# Benchmarking System

This document describes the comprehensive benchmarking system for the Probe code search tool.

## Overview

The benchmarking system is designed to measure and track performance across different aspects of the search engine:

1. **Search Performance** - Different search patterns, result limits, and options
2. **Timing Infrastructure** - Overhead and accuracy of timing measurements
3. **Language Parsing** - AST parsing performance for different languages
4. **Memory Usage** - Memory profiling and optimization

## Running Benchmarks

### Using the CLI

```bash
# Run all benchmarks
probe benchmark

# Run specific benchmark suites
probe benchmark --bench search
probe benchmark --bench timing
probe benchmark --bench parsing

# Run with custom settings
probe benchmark --sample-size 100 --format json --output results.json

# Compare with baseline
probe benchmark --compare --baseline previous

# Quick benchmarks (faster, less accurate)
probe benchmark --fast
```

### Using the Script

```bash
# Make script executable (one time)
chmod +x scripts/benchmark.sh

# Run all benchmarks
./scripts/benchmark.sh all

# Run quick benchmarks
./scripts/benchmark.sh quick

# Run specific benchmark type
./scripts/benchmark.sh search
./scripts/benchmark.sh timing
./scripts/benchmark.sh parsing

# Performance regression testing
./scripts/benchmark.sh regression

# Memory profiling (requires valgrind)
./scripts/benchmark.sh memory

# Generate performance report
./scripts/benchmark.sh report
```

### Using Cargo Directly

```bash
# Run all benchmarks
cargo bench

# Run specific benchmark file
cargo bench --bench search_benchmarks
cargo bench --bench timing_benchmarks
cargo bench --bench parsing_benchmarks

# Run with criterion options
cargo bench -- --quick
cargo bench -- --sample-size 100
cargo bench -- --baseline main
```

## Benchmark Types

### Search Benchmarks (`search_benchmarks.rs`)

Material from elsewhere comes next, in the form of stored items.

//! Error types emitted by the Strata CLI.
//!
//! Keep this error type reasonably small, as every CLI helper returns
//! `Result<_, CliError>` and the workspace enables `clippy::result_large_err`.

use std::io;

use camino::Utf8PathBuf;
use strata_core::QueryError;
use strata_postgis::DatasourceError;
use thiserror::Error;

/// Errors emitted by the Strata CLI.
#[derive(Debug, Error)]
pub enum CliError {
    /// Provided arguments failed Clap validation.
    #[error(transparent)]
    ArgumentParsing(#[from] clap::Error),
    /// The parameter file could not be read.
    #[error("failed to read configuration at {path:?}: {source}")]
    ReadConfig {
        /// Path given with `--config`.
        path: Utf8PathBuf,
        /// Underlying IO failure.
        #[source]
        source: io::Error,
    },
    /// The parameter file is not a JSON object.
    #[error("failed to parse configuration JSON at {path:?}: {source}")]
    ParseConfig {
        /// Path given with `--config`.
        path: Utf8PathBuf,
        /// Decoder failure.
        #[source]
        source: serde_json::Error,
    },
    /// A parameter in the file holds an array or object.
    #[error("configuration key `{key}` in {path:?} must hold a scalar value")]
    ConfigValue {
        /// Path given with `--config`.
        path: Utf8PathBuf,
        /// Offending key.
        key: String,
    },
    /// The requested operation requires a missing compile-time feature.
    #[error("{action} requires the `{feature}` feature to be enabled")]
    MissingFeature {
        /// Cargo feature name.
        feature: &'static str,
        /// What the user asked for.
        action: &'static str,
    },
    /// The bounding box is not usable.
    #[error(transparent)]
    Query(#[from] QueryError),
    /// The datasource rejected its parameters or the query.
    #[error(transparent)]
    Datasource(#[from] DatasourceError),
    /// Serialising command output failed.
    #[error("failed to serialise output: {0}")]
    SerialiseOutput(#[source] serde_json::Error),
    /// Writing command output failed.
    #[error("failed to write output: {0}")]
    WriteOutput(#[source] io::Error),
}
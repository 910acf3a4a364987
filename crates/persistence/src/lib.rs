// Copyright (C) 2026 Fred Clausen
// Use of this source code is governed by an MIT-style
// license that can be found in the LICENSE file or at
// https://opensource.org/licenses/MIT.

//! Snapshot persistence for the Cocolu seller desk.
//!
//! The desk is saved whole, as one JSON document under a key. Two
//! backends implement [`SnapshotStore`]:
//!
//! - [`JsonFileStore`] writes `<key>.json` into a data directory (default)
//! - [`SqliteStore`] keeps one row per key in a Diesel-managed `SQLite`
//!   table
//!
//! Loading is lenient: fields that fail to parse are logged and replaced
//! by defaults, and a missing snapshot means an empty desk.
//!
//! [`Autosaver`] saves a running desk on an interval (five minutes by
//! default) and flushes once more at shutdown.
//!
//! ## Migration Strategy
//!
//! `migrations/` holds the `SQLite` schema and is embedded in the binary;
//! pending migrations run whenever a `SqliteStore` opens a database.
//!
//! ## Testing
//!
//! - JSON file tests run in `tempfile` directories
//! - `SQLite` tests use unique shared in-memory databases
//! - Autosave tests run on the tokio test runtime

#![deny(
    clippy::pedantic,
    clippy::cargo,
    clippy::nursery,
    clippy::style,
    clippy::correctness,
    clippy::all,
    clippy::suspicious,
    clippy::complexity,
    clippy::perf,
    clippy::unwrap_used,
    clippy::expect_used
)]
#![allow(clippy::multiple_crate_versions)]

mod autosave;
mod backend;
mod diesel_schema;
mod error;
mod json_file;
mod sqlite_store;
mod store;

#[cfg(test)]
mod tests;

pub use autosave::{Autosaver, DEFAULT_AUTOSAVE_INTERVAL};
pub use error::PersistenceError;
pub use json_file::JsonFileStore;
pub use sqlite_store::SqliteStore;
pub use store::{
    DEFAULT_SNAPSHOT_KEY, SnapshotStore, load_or_empty, parse_payload, restore_desk, validate_key,
};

Tests various search scenarios:

- **Search Patterns**: Different query types (simple, function calls, types, etc.)
- **Result Limits**: Performance with different result set sizes
- **Search Options**: Different rerankers, frequency search on/off
- **Query Complexity**: Single terms vs. compound queries

### Timing Benchmarks (`timing_benchmarks.rs`)

Tests the timing infrastructure:

- **Timing Overhead**: Cost of collecting timing data
- **Duration Formatting**: Performance of human-readable formatting
- **Timing Aggregation**: Sum, average, min/max calculations
- **Timing Storage**: HashMap vs. Vec storage performance

### Parsing Benchmarks (`parsing_benchmarks.rs`)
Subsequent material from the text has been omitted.